# TT or 5th



## Balki14 (Oct 13, 2004)

I have noticed that when looking through the various posts, the majority of owners who have longer rigs are not 5th wheel owners. Being somewhat new to the TT and 5th wheel scene, i was trying to figure out why.

We have a 21RS but are pricing the new Sydney 5th wheel. I see lots of folks have the 28 foot TT and was wondering if there are significant difference or is it the TV that has made the minds up of most. We have several friends who own various larger Outbacks, but none that own the 5th.

Are we setting ourselves up for something bad or do we not know something we should We are also looking at the Aruba 5th wheel and from initial comparisons, they seem pretty much alike.

Thanks,


----------



## Y-Guy (Jan 30, 2004)

The reasons I didn't get a 5er were three fold.

1) My Avalanche can not tow a 5er and at the time I didn't think I would want to upgrade.
2) My Home Owners has a height restriction and the 5er would be over it. Mind you now that nobody is following the rule it irritates me but gives me hope that I can maybe one day get a 5er on my property.
3) We liked the features of the TT better than the 5ers. To get all we have in our Outback TT I would need to have gone with a Cougar 314 which is 33'. The Quad bunkhouse was something we really liked and wanted as well as the space inside. The 5ers don't have the expandable rear beds so the bed takes up floorspace and thus they need to make them longer. The TT with expansion just fit our needs better.

Now once the kids are sleeping in tents instead of in the camper one of those 5ers would be very nice, and that's one reason I got the F350 so I have the choice down the road.


----------



## BigBadBrain (Aug 26, 2004)

I've owned both now and while I have limited time with the Outback (only a few camping trips so far), the difference is remarkable.

Our 5er was a 22 ft. Dutchman with rear bath. The size of floor space is comparable to the 23RS we currently have, however, the USABLE floor space is much greater in the Outback. With the rear slide, we effectively got back all the space used in the bedroom of the 5er and it now becomes family camping space not unused space. Even the forward bed and bunk in the 23RS feel like they are part of the camper during normal use - the front bedroom in the 5er was just that - another room.
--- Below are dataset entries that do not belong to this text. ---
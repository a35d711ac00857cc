//! Domain layer for notibell.
//!
//! - [`notifications`]: records, the [`NotificationStore`] that owns them and
//!   the events it publishes on change.
//! - [`presentation`]: category/priority to icon/color token lookups.
//! - [`bell`]: the bell widget state and its view model.
//!
//! ```
//! use notibell_domain::{DefaultNotificationStore, NotificationId, NotificationStore, demo_notifications};
//!
//! let mut store = DefaultNotificationStore::new(demo_notifications(), 16).unwrap();
//! assert_eq!(store.unread_count(), 2);
//! store.mark_as_read(&NotificationId::new("2"));
//! assert_eq!(store.unread_count(), 1);
//! ```

pub use notibell_core as core;

pub mod bell;
pub mod notifications;
pub mod presentation;

pub use bell::{BellView, NotificationBell, NotificationRow, PanelView};
pub use notifications::{
    demo_notifications, load_seed_file, ActionTarget, CreatedAt, DefaultNotificationStore, NotificationCategory,
    NotificationError, NotificationEvent, NotificationId, NotificationPriority, NotificationRecord,
    NotificationStore, StoreSnapshot,
};
pub use presentation::{color_for, icon_for, ColorToken, IconToken};
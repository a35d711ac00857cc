//! Logging setup for notibell.
//!
//! Built on the `tracing` ecosystem: a console layer on stderr plus an
//! optional daily-rolling file layer, both in either text or JSON format.

use crate::config::LoggingConfig;
use crate::error::{CoreError, LoggingError};
use crate::utils;

use once_cell::sync::Lazy;
use std::io::stderr;
use std::path::Path;
use std::sync::Mutex;
use tracing::Level;
use tracing_appender::non_blocking::WorkerGuard;
use tracing_subscriber::{fmt, layer::SubscriberExt, util::SubscriberInitExt, EnvFilter, Layer, Registry};

type BoxedLayer = Box<dyn Layer<Registry> + Send + Sync + 'static>;

/// Keeps the file writer's guard alive so buffered lines are flushed on exit.
static LOG_WORKER_GUARD: Lazy<Mutex<Option<WorkerGuard>>> = Lazy::new(|| Mutex::new(None));

/// Installs a minimal stderr subscriber filtered by `RUST_LOG` (default "info").
///
/// Meant for tests and for reporting configuration errors before the real
/// configuration is known. Errors (e.g. a subscriber already set) are ignored.
pub fn init_minimal_logging() {
    let filter = EnvFilter::try_from_default_env().unwrap_or_else(|_| EnvFilter::new(Level::INFO.to_string()));

    let _ = fmt::Subscriber::builder()
        .with_env_filter(filter)
        .with_writer(std::io::stderr)
        .with_ansi(atty::is(atty::Stream::Stderr))
        .try_init();
}

/// Maps a configured level name onto a filter directive.
fn level_directive(level: &str) -> Result<String, LoggingError> {
    let level = match level.to_lowercase().as_str() {
        "trace" => Level::TRACE,
        "debug" => Level::DEBUG,
        "info" => Level::INFO,
        "warn" => Level::WARN,
        "error" => Level::ERROR,
        other => return Err(LoggingError::FilterError(format!("Invalid log level in config: {}", other))),
    };
    Ok(level.to_string())
}

fn create_file_layer(log_path: &Path, format: &str) -> Result<(BoxedLayer, WorkerGuard), CoreError> {
    let directory = match log_path.parent() {
        Some(parent) if !parent.as_os_str().is_empty() => parent,
        _ => Path::new("."),
    };
    utils::fs::ensure_dir_exists(directory)?;

    let file_name = log_path
        .file_name()
        .unwrap_or_else(|| std::ffi::OsStr::new("notibell.log"));
    let file_appender = tracing_appender::rolling::daily(directory, file_name);
    let (writer, guard) = tracing_appender::non_blocking(file_appender);

    let layer = match format {
        "json" => fmt::layer().json().with_writer(writer).with_ansi(false).boxed(),
        _ => fmt::layer().with_writer(writer).with_ansi(false).boxed(),
    };
    Ok((layer, guard))
}

/// Initializes the global subscriber from a validated [`LoggingConfig`].
///
/// # Errors
///
/// - [`LoggingError::FilterError`] for an unknown level.
/// - [`CoreError::Filesystem`] if the log directory cannot be created.
/// - [`LoggingError::InitializationFailure`] if a global subscriber is already set.
pub fn init_logging(config: &LoggingConfig) -> Result<(), CoreError> {
    let directive = level_directive(&config.level)?;
    let format = config.format.to_lowercase();

    let console_layer = match format.as_str() {
        "json" => fmt::layer()
            .json()
            .with_writer(stderr)
            .with_ansi(false)
            .with_filter(EnvFilter::new(&directive))
            .boxed(),
        _ => fmt::layer()
            .with_writer(stderr)
            .with_ansi(atty::is(atty::Stream::Stderr))
            .with_filter(EnvFilter::new(&directive))
            .boxed(),
    };

    let mut layers: Vec<BoxedLayer> = vec![console_layer];
    let mut file_guard = None;
    if let Some(log_path) = &config.file_path {
        let (file_layer, guard) = create_file_layer(log_path, &format)?;
        layers.push(file_layer.with_filter(EnvFilter::new(&directive)).boxed());
        file_guard = Some(guard);
    }

    Registry::default().with(layers).try_init().map_err(|e| {
        LoggingError::InitializationFailure(format!(
            "Failed to set global tracing subscriber. Was it already initialized? Error: {}",
            e
        ))
    })?;

    match LOG_WORKER_GUARD.lock() {
        Ok(mut slot) => *slot = file_guard,
        Err(e) => eprintln!("[ERROR] Failed to lock LOG_WORKER_GUARD: {}. Log flushing may be affected.", e),
    }

    tracing::debug!(level = %config.level, format = %format, file = ?config.file_path, "Logging initialized");
    Ok(())
}
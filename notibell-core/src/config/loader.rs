//! Configuration loading for notibell.
//!
//! [`ConfigLoader::load`] looks for the configuration file in this order:
//!
//! 1. the path named by the `NOTIBELL_CONFIG` environment variable;
//! 2. `config.toml` in the application config directory
//!    (see [`crate::utils::paths::get_app_config_dir`]).
//!
//! A missing file is not an error for `load()`: the defaults are used. After
//! parsing, [`ConfigLoader::validate_config`] normalizes log settings and
//! resolves relative paths.

use std::ffi::OsString;
use std::io;
use std::path::{Path, PathBuf};

use tracing::debug;

use crate::config::CoreConfig;
use crate::error::{ConfigError, CoreError};
use crate::utils::fs::read_to_string;
use crate::utils::paths::{get_app_config_dir, get_app_state_dir};

/// Environment variable overriding the configuration file location.
pub const CONFIG_PATH_ENV: &str = "NOTIBELL_CONFIG";

const CONFIG_FILE_NAME: &str = "config.toml";

/// Namespace for configuration loading.
pub struct ConfigLoader;

impl ConfigLoader {
    /// Loads and validates the configuration from the default location.
    ///
    /// # Errors
    ///
    /// - [`ConfigError::DirectoryUnavailable`] if no config directory can be resolved.
    /// - [`ConfigError::ReadError`] for I/O failures other than "not found".
    /// - [`ConfigError::ParseError`] / [`ConfigError::ValidationError`] for bad content.
    pub fn load() -> Result<CoreConfig, CoreError> {
        let path = match Self::config_path_from_env(std::env::var_os(CONFIG_PATH_ENV)) {
            Some(path) => path,
            None => get_app_config_dir()?.join(CONFIG_FILE_NAME),
        };
        Self::load_or_default(&path)
    }

    /// Loads and validates the configuration at `path`. The file must exist.
    pub fn load_from_path(path: &Path) -> Result<CoreConfig, CoreError> {
        let content = Self::read_config(path)?;
        Self::parse_and_validate(&content, path)
    }

    fn load_or_default(path: &Path) -> Result<CoreConfig, CoreError> {
        match Self::read_config(path) {
            Ok(content) => Self::parse_and_validate(&content, path),
            Err(ConfigError::ReadError { source, .. }) if source.kind() == io::ErrorKind::NotFound => {
                debug!("No configuration at {:?}, using defaults", path);
                let mut config = CoreConfig::default();
                Self::validate_config(&mut config, None)?;
                Ok(config)
            }
            Err(e) => Err(e.into()),
        }
    }

    /// Reads the file, reporting failures as [`ConfigError::ReadError`].
    fn read_config(path: &Path) -> Result<String, ConfigError> {
        read_to_string(path).map_err(|e| match e {
            CoreError::Filesystem { path, source, .. } => ConfigError::ReadError { path, source },
            other => ConfigError::ReadError {
                path: path.to_path_buf(),
                source: io::Error::new(io::ErrorKind::Other, other.to_string()),
            },
        })
    }

    fn config_path_from_env(value: Option<OsString>) -> Option<PathBuf> {
        value.filter(|v| !v.is_empty()).map(PathBuf::from)
    }

    fn parse_and_validate(content: &str, path: &Path) -> Result<CoreConfig, CoreError> {
        let mut config: CoreConfig = toml::from_str(content).map_err(ConfigError::ParseError)?;
        Self::validate_config(&mut config, path.parent())?;
        debug!("Loaded configuration from {:?}", path);
        Ok(config)
    }

    /// Validates and normalizes `config` in place.
    ///
    /// `base_dir` is the directory of the configuration file; a relative
    /// `store.seed_path` is resolved against it. A relative
    /// `logging.file_path` is resolved against the application state directory.
    pub fn validate_config(config: &mut CoreConfig, base_dir: Option<&Path>) -> Result<(), CoreError> {
        let level_lower = config.logging.level.to_lowercase();
        match level_lower.as_str() {
            "trace" | "debug" | "info" | "warn" | "error" => config.logging.level = level_lower,
            _ => {
                return Err(ConfigError::ValidationError(format!(
                    "Invalid log level: '{}'. Must be one of trace, debug, info, warn, error.",
                    config.logging.level
                ))
                .into());
            }
        }

        let format_lower = config.logging.format.to_lowercase();
        match format_lower.as_str() {
            "text" | "json" => config.logging.format = format_lower,
            _ => {
                return Err(ConfigError::ValidationError(format!(
                    "Invalid log format: '{}'. Must be one of text, json.",
                    config.logging.format
                ))
                .into());
            }
        }

        if let Some(log_path) = &config.logging.file_path {
            if log_path.is_relative() {
                config.logging.file_path = Some(get_app_state_dir()?.join(log_path));
            }
        }

        if config.store.event_capacity == 0 {
            return Err(ConfigError::ValidationError("store.event_capacity must be at least 1".to_string()).into());
        }

        if let (Some(seed_path), Some(base)) = (&config.store.seed_path, base_dir) {
            if seed_path.is_relative() {
                config.store.seed_path = Some(base.join(seed_path));
            }
        }

        if config.bell.badge_cap == 0 {
            return Err(ConfigError::ValidationError("bell.badge_cap must be at least 1".to_string()).into());
        }

        Ok(())
    }
}

#[cfg(test)]
mod tests {
    use super::*;
    use pretty_assertions::assert_eq;
    use rstest::rstest;
    use std::fs;
    use std::io::Write;
    use tempfile::tempdir;

    fn write_config(dir: &Path, content: &str) -> PathBuf {
        let path = dir.join(CONFIG_FILE_NAME);
        let mut file = fs::File::create(&path).unwrap();
        file.write_all(content.as_bytes()).unwrap();
        path
    }

    #[test]
    fn load_from_path_parses_and_normalizes() {
        let dir = tempdir().unwrap();
        let path = write_config(
            dir.path(),
            r#"
            [logging]
            level = "DEBUG"
            format = "Json"

            [bell]
            badge_cap = 9
            "#,
        );

        let config = ConfigLoader::load_from_path(&path).unwrap();
        assert_eq!(config.logging.level, "debug");
        assert_eq!(config.logging.format, "json");
        assert_eq!(config.bell.badge_cap, 9);
        assert_eq!(config.store.event_capacity, 16);
    }

    #[test]
    fn load_from_path_missing_file_is_read_error() {
        let dir = tempdir().unwrap();
        let missing = dir.path().join("nope.toml");
        match ConfigLoader::load_from_path(&missing) {
            Err(CoreError::Config(ConfigError::ReadError { path, source })) => {
                assert_eq!(path, missing);
                assert_eq!(source.kind(), io::ErrorKind::NotFound);
            }
            other => panic!("expected ReadError, got {:?}", other),
        }
    }

    #[test]
    fn load_or_default_reports_unreadable_path() {
        let dir = tempdir().unwrap();
        // A directory exists but cannot be read as a file.
        match ConfigLoader::load_or_default(dir.path()) {
            Err(CoreError::Config(ConfigError::ReadError { path, source })) => {
                assert_eq!(path, dir.path());
                assert_ne!(source.kind(), io::ErrorKind::NotFound);
            }
            other => panic!("expected ReadError, got {:?}", other),
        }
    }

    #[test]
    fn load_or_default_missing_file_uses_defaults() {
        let dir = tempdir().unwrap();
        let config = ConfigLoader::load_or_default(&dir.path().join(CONFIG_FILE_NAME)).unwrap();
        assert_eq!(config, CoreConfig::default());
    }

    #[test]
    fn parse_error_is_reported() {
        let dir = tempdir().unwrap();
        let path = write_config(dir.path(), "[bell\nbadge_cap = ");
        assert!(matches!(
            ConfigLoader::load_from_path(&path),
            Err(CoreError::Config(ConfigError::ParseError(_)))
        ));
    }

    #[test]
    fn relative_seed_path_resolves_against_config_dir() {
        let dir = tempdir().unwrap();
        let path = write_config(dir.path(), "[store]\nseed_path = \"seed.toml\"\n");

        let config = ConfigLoader::load_from_path(&path).unwrap();
        assert_eq!(config.store.seed_path, Some(dir.path().join("seed.toml")));
    }

    #[test]
    fn absolute_log_path_is_kept() {
        let mut config = CoreConfig::default();
        config.logging.file_path = Some(PathBuf::from("/var/log/notibell/bell.log"));
        ConfigLoader::validate_config(&mut config, None).unwrap();
        assert_eq!(config.logging.file_path, Some(PathBuf::from("/var/log/notibell/bell.log")));
    }

    #[rstest]
    #[case::bad_level("[logging]\nlevel = \"loud\"\n", "Invalid log level")]
    #[case::bad_format("[logging]\nformat = \"xml\"\n", "Invalid log format")]
    #[case::zero_capacity("[store]\nevent_capacity = 0\n", "event_capacity")]
    #[case::zero_badge_cap("[bell]\nbadge_cap = 0\n", "badge_cap")]
    fn invalid_values_fail_validation(#[case] content: &str, #[case] expected: &str) {
        let dir = tempdir().unwrap();
        let path = write_config(dir.path(), content);
        match ConfigLoader::load_from_path(&path) {
            Err(CoreError::Config(ConfigError::ValidationError(msg))) => {
                assert!(msg.contains(expected), "message {:?} should mention {:?}", msg, expected)
            }
            other => panic!("expected ValidationError, got {:?}", other),
        }
    }

    #[rstest]
    #[case(None, None)]
    #[case(Some(""), None)]
    #[case(Some("/etc/notibell/custom.toml"), Some("/etc/notibell/custom.toml"))]
    fn env_override_path(#[case] value: Option<&str>, #[case] expected: Option<&str>) {
        assert_eq!(
            ConfigLoader::config_path_from_env(value.map(OsString::from)),
            expected.map(PathBuf::from)
        );
    }
}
While I have my kids still at home, I'll stick to the TT. Once they are gone, I'll consider a move up to a 5er and a bigger TV.

But that's just me.


----------



## Cire (Oct 15, 2004)

Balki,

Are you going to sell the 21RS? I am "almost" in the market for one.


----------



## GlenninTexas (Aug 11, 2004)

Balki14 said:


> I have noticed that when looking through the various posts, the majority of owners who have longer rigs are not 5th wheel owners. Being somewhat new to the TT and 5th wheel scene, i was trying to figure out why.
> 
> [snapback]16550[/snapback]​


I guess I'm confused by your comment above. According to the poll results (see General Discussion topic) over 50% of the Outback TT owner at 25 footers or shorter. The three longest rigs Outback makes is a 28' TT a, 28' 5'r and a 29' 5'r.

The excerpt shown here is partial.